Policjant spędził w areszcie tymczasowym cztery miesiące. Złożył zażalenie na wniosek prokuratury, która chciała, by pozostał tam jeszcze przez trzy miesiące.
Funkcjonariusz został zatrzymany po tym jak na policję w Wałbrzychu zgłosiły się kobiety w wieku 20 i 22 lat. Jedna z nich była ofiarą gwałtu. Prokuratura postawiła zarzuty. Jeden dotyczy doprowadzenia podstępem do obcowania płciowego młodej kobiety, drugi zarzut dotyczy innej, młodej kobiety, w stosunku do której podejmował tzw. inne czynności seksualne - powiedziała w rozmowie z reporterką RMF FM Barbarą Zielińską Ewa Ścierzyńska z Prokuratury Okręgowej w Świdnicy. Policjant może trafić do więzienia nawet na 12 lat.

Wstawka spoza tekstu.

/// Inspection result for one application thread. Frames are present only
/// when the thread is stopped, or when the caller asked for an unsafe
/// snapshot of a running one.
#[derive(Debug, Clone)]
pub struct ThreadInfo {
    pub thread_number: i32,
    pub status: ThreadStatus,
    /// Breakpoint the thread is stopped in, if any.
    pub breakpoint: Option<i32>,
    pub critical_error: Option<String>,
    pub frames: Vec<FrameSnapshot>,
}

#[derive(Debug, Clone, PartialEq, Eq)]
pub struct FrameSnapshot {
    pub class_name: &'static str,
    pub function_name: &'static str,
    pub full_name: &'static str,
    pub file_name: Option<&'static str>,
    pub line: u32,
}

/// Configures and builds a [`DebugRuntime`].
pub struct DebugRuntimeBuilder<V> {
    idents: &'static [&'static str],
    gc_zone: Box<dyn GcFreeZone>,
    thread_numbers: Box<dyn Fn() -> i32 + Send + Sync>,
    stop_wait_slice: Duration,
    stop_wait_slices: u32,
    profile_tick: Duration,
    _value: PhantomData<V>,
}

impl<V: Send + 'static> DebugRuntimeBuilder<V> {
    fn new(idents: &'static [&'static str]) -> Self {
        Self {
            idents,
            gc_zone: Box::new(NopGcZone),
            thread_numbers: default_thread_numbers(),
            stop_wait_slice: Duration::from_millis(100),
            stop_wait_slices: 20,
            profile_tick: Duration::from_millis(1),
            _value: PhantomData,
        }
    }

    /// Collector cooperation for blocking waits, a no-op by default.
    pub fn gc_zone(mut self, zone: Box<dyn GcFreeZone>) -> Self {
        self.gc_zone = zone;
        self
    }

    /// Thread-number oracle of the host. The default numbers threads with a
    /// process-wide counter on first use.
    pub fn thread_numbers<F>(mut self, oracle: F) -> Self
    where
        F: Fn() -> i32 + Send + Sync + 'static,
    {
        self.thread_numbers = Box::new(oracle);
        self
    }

    /// Budget of the break-all barrier: `slices` polls of `slice` each.
    pub fn stop_wait(mut self, slice: Duration, slices: u32) -> Self {
        self.stop_wait_slice = slice;
        self.stop_wait_slices = slices;
        self
    }

    /// Resolution of the profiling clock.
    pub fn profile_tick(mut self, tick: Duration) -> Self {
        self.profile_tick = tick;
        self
    }

    pub fn build(self) -> Arc<DebugRuntime<V>> {
        Arc::new(DebugRuntime {
            idents: IdentTable::new(self.idents),
            hook: RwLock::new(None),
            debugger_thread: AtomicI32::new(-1),
            directory: Mutex::new(HashMap::new()),
            registry: Registry::new(),
            stepper: StepController::new(),
            armed: AtomicBool::new(false),
            clock: SampleClock::new(self.profile_tick),
            gc_zone: self.gc_zone,
            thread_numbers: self.thread_numbers,
            stop_wait_slice: self.stop_wait_slice,
            stop_wait_slices: self.stop_wait_slices,
        })
    }
}
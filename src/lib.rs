//! An in-process debug and profiling runtime for managed-language native
//! backends.
//!
//! The compiler instruments generated code with frame guards and line
//! probes; this crate turns those callbacks into a debugger surface: thread
//! enumeration with full call stacks and locals, line and function
//! breakpoints, per-thread stepping, break-all, lifecycle events and a
//! call-stack-sampling profiler. The probe's common case, no breakpoints and
//! no stepping, is a single atomic load.

pub mod runtime;
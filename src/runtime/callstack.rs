use crate::runtime::hook::{GcFreeZone, Place, SharedHook};
use crate::weak_error;
use parking_lot::{Condvar, Mutex};
use std::sync::atomic::{AtomicBool, AtomicI32, AtomicU32, AtomicU8, Ordering};
use std::sync::Arc;

/// Execution status of one application thread.
#[derive(Debug, Clone, Copy, PartialEq, Eq)]
#[repr(u8)]
pub enum ThreadStatus {
    Running = 0,
    StoppedBreakpoint = 1,
    StoppedBreakImmediate = 2,
    StoppedCriticalError = 3,
    Invalid = 4,
}

impl ThreadStatus {
    fn from_u8(raw: u8) -> Self {
        match raw {
            0 => ThreadStatus::Running,
            1 => ThreadStatus::StoppedBreakpoint,
            2 => ThreadStatus::StoppedBreakImmediate,
            3 => ThreadStatus::StoppedCriticalError,
            _ => ThreadStatus::Invalid,
        }
    }
}

/// Compiler-emitted description of one function, shared by all its
/// activations. Name fields refer to the identifier table entries, which
/// keeps probe-side comparisons at pointer identity.
#[derive(Debug)]
pub struct FrameMeta {
    pub class_name: &'static str,
    pub function_name: &'static str,
    pub full_name: &'static str,
    /// `None` (or a name starting with '?') marks generated code without a
    /// real source file.
    pub file_name: Option<&'static str>,
    pub first_line: u32,
}

/// One local variable of a live frame. The reader and writer operate on the
/// variable's live location; they are invoked by the debugger thread only
/// while the owning thread is suspended (or under an explicitly unsafe
/// inspection).
pub struct StackVariable<V> {
    name: &'static str,
    read: Box<dyn Fn() -> V + Send + Sync>,
    write: Box<dyn Fn(V) + Send + Sync>,
}

impl<V> StackVariable<V> {
    pub fn new<R, W>(name: &'static str, read: R, write: W) -> Self
    where
        R: Fn() -> V + Send + Sync + 'static,
        W: Fn(V) + Send + Sync + 'static,
    {
        Self {
            name,
            read: Box::new(read),
            write: Box::new(write),
        }
    }

    pub fn name(&self) -> &'static str {
        self.name
    }

    pub(crate) fn read(&self) -> V {
        (self.read)()
    }

    pub(crate) fn write(&self, value: V) {
        (self.write)(value)
    }
}

/// A catch clause of a live frame, carrying the predicate that decides
/// whether it accepts a thrown value.
pub struct Catchable<V> {
    catches: Box<dyn Fn(&V) -> bool + Send + Sync>,
}

impl<V> Catchable<V> {
    pub fn new<P>(catches: P) -> Self
    where
        P: Fn(&V) -> bool + Send + Sync + 'static,
    {
        Self {
            catches: Box::new(catches),
        }
    }

    pub(crate) fn catches(&self, exception: &V) -> bool {
        (self.catches)(exception)
    }
}

/// One activation record. Owned by the thread's call stack and shared with
/// the debugger thread through `Arc` while it inspects a suspended thread.
pub(crate) struct Frame<V> {
    pub meta: &'static FrameMeta,
    pub line: AtomicU32,
    pub variables: Vec<StackVariable<V>>,
    pub catchables: Vec<Catchable<V>>,
}

impl<V> Frame<V> {
    pub fn new(
        meta: &'static FrameMeta,
        variables: Vec<StackVariable<V>>,
        catchables: Vec<Catchable<V>>,
    ) -> Arc<Self> {
        Arc::new(Self {
            meta,
            line: AtomicU32::new(meta.first_line),
            variables,
            catchables,
        })
    }

    pub fn current_line(&self) -> u32 {
        self.line.load(Ordering::Relaxed)
    }

    pub fn place(&self) -> Place {
        Place {
            class_name: self.meta.class_name,
            function_name: self.meta.function_name,
            file_name: self.meta.file_name,
            line: self.current_line(),
        }
    }

    pub fn format(&self) -> String {
        format_frame(self.meta, self.current_line())
    }
}

/// Formats one frame for stack listings and exception traces. Frames without
/// a real source file keep the short form.
fn format_frame(meta: &FrameMeta, line: u32) -> String {
    match meta.file_name {
        None => format!("{}::{}", meta.class_name, meta.function_name),
        Some(file) if file.starts_with('?') => {
            format!("{}::{}", meta.class_name, meta.function_name)
        }
        Some(file) => format!(
            "{}::{}::{}::{}",
            meta.class_name, meta.function_name, file, line
        ),
    }
}

struct WaitState {
    waiting: bool,
    /// Residual count from a `continue N`; positive values absorb the next
    /// breakpoint stops.
    continue_count: u32,
}

/// Call-stack tracker of one application thread.
///
/// Frames and the exception stack are written only by the owning thread (the
/// worker handle is not `Send`, which pins every writer to that thread); the
/// debugger thread reads them while the owner is suspended in
/// [`CallStack::do_break`]. The wait mutex plus condvar form the one-shot
/// rendezvous between a stopping worker and the debugger's continue.
pub(crate) struct CallStack<V> {
    thread_number: i32,
    can_stop: AtomicBool,
    status: AtomicU8,
    /// Last hit breakpoint id, -1 when none.
    breakpoint_id: AtomicI32,
    critical_error: Mutex<Option<String>>,
    frames: Mutex<Vec<Arc<Frame<V>>>>,
    /// Frame strings captured while a thrown exception unwinds the stack.
    exception_stack: Mutex<Vec<String>>,
    wait: Mutex<WaitState>,
    resumed: Condvar,
}

impl<V> CallStack<V> {
    pub fn new(thread_number: i32) -> Self {
        Self {
            thread_number,
            can_stop: AtomicBool::new(true),
            status: AtomicU8::new(ThreadStatus::Running as u8),
            breakpoint_id: AtomicI32::new(-1),
            critical_error: Mutex::new(None),
            frames: Mutex::new(Vec::new()),
            exception_stack: Mutex::new(Vec::new()),
            wait: Mutex::new(WaitState {
                waiting: false,
                continue_count: 0,
            }),
            resumed: Condvar::new(),
        }
    }

    pub fn thread_number(&self) -> i32 {
        self.thread_number
    }

    pub fn status(&self) -> ThreadStatus {
        ThreadStatus::from_u8(self.status.load(Ordering::Acquire))
    }

    pub fn breakpoint_id(&self) -> i32 {
        self.breakpoint_id.load(Ordering::Relaxed)
    }

    pub fn critical_error(&self) -> Option<String> {
        self.critical_error.lock().clone()
    }

    pub fn can_stop(&self) -> bool {
        self.can_stop.load(Ordering::Relaxed)
    }

    pub fn set_can_stop(&self, enable: bool) {
        self.can_stop.store(enable, Ordering::Relaxed);
    }

    /// Index of the innermost frame, -1 for an empty stack.
    pub fn depth(&self) -> i32 {
        self.frames.lock().len() as i32 - 1
    }

    pub fn push_frame(&self, frame: Arc<Frame<V>>) {
        self.frames.lock().push(frame);
    }

    /// Removes the innermost frame and returns the new top.
    pub fn pop_frame(&self) -> Option<Arc<Frame<V>>> {
        let mut frames = self.frames.lock();
        frames.pop();
        frames.last().cloned()
    }

    pub fn frame_at(&self, number: usize) -> Option<Arc<Frame<V>>> {
        self.frames.lock().get(number).cloned()
    }

    pub fn frames_snapshot(&self) -> Vec<Arc<Frame<V>>> {
        self.frames.lock().clone()
    }

    pub fn full_names(&self) -> Vec<&'static str> {
        self.frames.lock().iter().map(|f| f.meta.full_name).collect()
    }

    /// Stop in a breakpoint or immediate break, honoring any residual
    /// continue count. Owning thread only.
    pub fn break_on(
        &self,
        status: ThreadStatus,
        breakpoint_id: i32,
        hook: &SharedHook,
        gc: &dyn GcFreeZone,
    ) {
        {
            let mut wait = self.wait.lock();
            if status == ThreadStatus::StoppedBreakImmediate {
                // An immediate break eliminates the residue of the last
                // continue.
                wait.continue_count = 0;
            } else if wait.continue_count > 0 {
                wait.continue_count -= 1;
                return;
            }
        }
        self.do_break(status, breakpoint_id, None, hook, gc);
    }

    /// Suspend the owning thread until the debugger continues it.
    ///
    /// Announces the stop, then waits on the rendezvous condvar. No shared
    /// lock is held while blocked; the blocking wait itself runs inside the
    /// GC-free zone so the collector never waits for a suspended thread.
    pub fn do_break(
        &self,
        status: ThreadStatus,
        breakpoint_id: i32,
        critical_error: Option<String>,
        hook: &SharedHook,
        gc: &dyn GcFreeZone,
    ) {
        self.status.store(status as u8, Ordering::Release);
        self.breakpoint_id.store(breakpoint_id, Ordering::Relaxed);
        if let Some(description) = critical_error {
            *self.critical_error.lock() = Some(description);
        }

        // The stop callback itself must not be interrupted.
        self.can_stop.store(false, Ordering::Relaxed);

        // Publish the waiting flag before announcing the stop: a continue
        // issued as soon as the debugger learns about it must not be lost.
        self.wait.lock().waiting = true;

        let place = self.frames.lock().last().map(|f| f.place());
        notify_stop(hook, self.thread_number, place);

        {
            let mut wait = self.wait.lock();
            while wait.waiting {
                gc.enter();
                self.resumed.wait(&mut wait);
                gc.exit();
            }
        }

        self.status
            .store(ThreadStatus::Running as u8, Ordering::Release);
        self.breakpoint_id.store(-1, Ordering::Relaxed);

        notify_resume(hook, self.thread_number);

        self.can_stop.store(true, Ordering::Relaxed);
    }

    /// Wake the thread if it is waiting; safe no-op otherwise. Counts above
    /// one become a residual that absorbs further breakpoint stops.
    pub fn continue_resume(&self, count: u32) {
        let count = count.max(1);
        let mut wait = self.wait.lock();
        if wait.waiting {
            wait.waiting = false;
            wait.continue_count = count - 1;
            self.resumed.notify_one();
        }
    }

    pub fn is_waiting(&self) -> bool {
        self.wait.lock().waiting
    }

    /// Whether any live catch clause accepts the exception, innermost frame
    /// first.
    pub fn can_be_caught(&self, exception: &V) -> bool {
        self.frames
            .lock()
            .iter()
            .rev()
            .any(|frame| frame.catchables.iter().any(|c| c.catches(exception)))
    }

    /// Capture frame strings into the exception stack: the whole stack when
    /// `all`, otherwise just the innermost frame.
    pub fn begin_catch(&self, all: bool) {
        let captured: Vec<String> = {
            let frames = self.frames.lock();
            if frames.is_empty() {
                return;
            }
            let start = if all { 0 } else { frames.len() - 1 };
            frames[start..].iter().map(|f| f.format()).collect()
        };
        self.exception_stack.lock().extend(captured);
    }

    pub fn exception_stack_strings(&self) -> Vec<String> {
        self.exception_stack.lock().clone()
    }

    pub fn dump_exception_stack(&self) {
        for line in self.exception_stack.lock().iter() {
            log::error!(target: "stackline", "Called from {line}");
        }
    }

    pub fn call_stack_strings(&self, skip_last: bool) -> Vec<String> {
        let frames = self.frames.lock();
        let len = frames.len().saturating_sub(skip_last as usize);
        frames[..len].iter().map(|f| f.format()).collect()
    }
}

fn notify_stop(hook: &SharedHook, thread_number: i32, place: Option<Place>) {
    let hook = hook.read().clone();
    if let Some(hook) = hook {
        let _ = weak_error!(hook.on_stop(thread_number, place), "stop event hook:");
    }
}

fn notify_resume(hook: &SharedHook, thread_number: i32) {
    let hook = hook.read().clone();
    if let Some(hook) = hook {
        let _ = weak_error!(hook.on_resume(thread_number), "resume event hook:");
    }
}
use crate::runtime::ident::same_ident;
use parking_lot::Mutex;
use std::sync::atomic::{AtomicU64, Ordering};
use std::sync::Arc;

#[derive(Debug, Clone, PartialEq, Eq)]
pub(crate) enum BreakpointTarget {
    FileLine {
        file: &'static str,
        line: u32,
    },
    ClassFunction {
        class: &'static str,
        function: String,
    },
}

#[derive(Debug, Clone, PartialEq, Eq)]
pub(crate) struct Breakpoint {
    pub id: i32,
    pub target: BreakpointTarget,
}

/// One immutable snapshot of the breakpoint set.
///
/// Snapshots are never mutated after publication; every registry change
/// builds a new table carrying the next generation number. Probing threads
/// keep the `Arc` they last observed and only reload when the published
/// generation moves, so the hot path takes no lock at all.
pub(crate) struct BreakpointTable {
    generation: u64,
    breakpoints: Vec<Breakpoint>,
}

impl BreakpointTable {
    fn empty() -> Arc<Self> {
        Arc::new(Self {
            generation: 0,
            breakpoints: Vec::new(),
        })
    }

    pub fn generation(&self) -> u64 {
        self.generation
    }

    pub fn is_empty(&self) -> bool {
        self.breakpoints.is_empty()
    }

    fn has(&self, id: i32) -> bool {
        self.breakpoints.iter().any(|b| b.id == id)
    }

    /// File names compare by identity, both sides are interned.
    pub fn find_file_line(&self, file: &'static str, line: u32) -> Option<i32> {
        self.breakpoints.iter().find_map(|b| match &b.target {
            BreakpointTarget::FileLine { file: f, line: l } if same_ident(f, file) && *l == line => {
                Some(b.id)
            }
            _ => None,
        })
    }

    pub fn find_class_function(&self, class: &'static str, function: &str) -> Option<i32> {
        self.breakpoints.iter().find_map(|b| match &b.target {
            BreakpointTarget::ClassFunction { class: c, function: f }
                if same_ident(c, class) && f == function =>
            {
                Some(b.id)
            }
            _ => None,
        })
    }

    fn with_added(&self, id: i32, target: BreakpointTarget) -> Arc<Self> {
        let mut breakpoints = self.breakpoints.clone();
        breakpoints.push(Breakpoint { id, target });
        Arc::new(Self {
            generation: self.generation + 1,
            breakpoints,
        })
    }

    fn without(&self, id: i32) -> Arc<Self> {
        let breakpoints = self
            .breakpoints
            .iter()
            .filter(|b| b.id != id)
            .cloned()
            .collect();
        Arc::new(Self {
            generation: self.generation + 1,
            breakpoints,
        })
    }
}

struct RegistryInner {
    published: Arc<BreakpointTable>,
    next_id: i32,
}

/// Copy-on-write breakpoint registry.
///
/// Mutations run under the mutex; the publication itself is the release
/// store of the generation counter, matched by the acquire load in
/// [`Registry::generation`] on the probe side.
pub(crate) struct Registry {
    inner: Mutex<RegistryInner>,
    generation: AtomicU64,
}

impl Registry {
    pub fn new() -> Self {
        Self {
            inner: Mutex::new(RegistryInner {
                published: BreakpointTable::empty(),
                next_id: 0,
            }),
            generation: AtomicU64::new(0),
        }
    }

    pub fn add(&self, target: BreakpointTarget) -> i32 {
        let mut inner = self.inner.lock();
        let id = inner.next_id;
        inner.next_id += 1;
        let table = inner.published.with_added(id, target);
        self.publish(&mut inner, table);
        id
    }

    pub fn delete(&self, id: i32) {
        let mut inner = self.inner.lock();
        if inner.published.has(id) {
            let table = inner.published.without(id);
            self.publish(&mut inner, table);
        }
    }

    pub fn delete_all(&self) {
        let mut inner = self.inner.lock();
        let table = Arc::new(BreakpointTable {
            generation: inner.published.generation + 1,
            breakpoints: Vec::new(),
        });
        self.publish(&mut inner, table);
    }

    pub fn is_empty(&self) -> bool {
        self.inner.lock().published.is_empty()
    }

    /// Published generation, acquire-paired with [`Registry::publish`].
    pub fn generation(&self) -> u64 {
        self.generation.load(Ordering::Acquire)
    }

    pub fn current(&self) -> Arc<BreakpointTable> {
        self.inner.lock().published.clone()
    }

    fn publish(&self, inner: &mut RegistryInner, table: Arc<BreakpointTable>) {
        let generation = table.generation;
        inner.published = table;
        self.generation.store(generation, Ordering::Release);
    }
}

Poszkodowane kobiety poznały mężczyznę z Wałbrzycha przypadkiem. Obydwie szukały mieszkania, a mężczyzna oferował pomoc w znalezieniu go.
Do czasu wyjaśnienia sprawy komendant policji w Wałbrzychu podjął decyzje o zawieszeniu oskarżonego funkcjonariusza w czynnościach służbowych.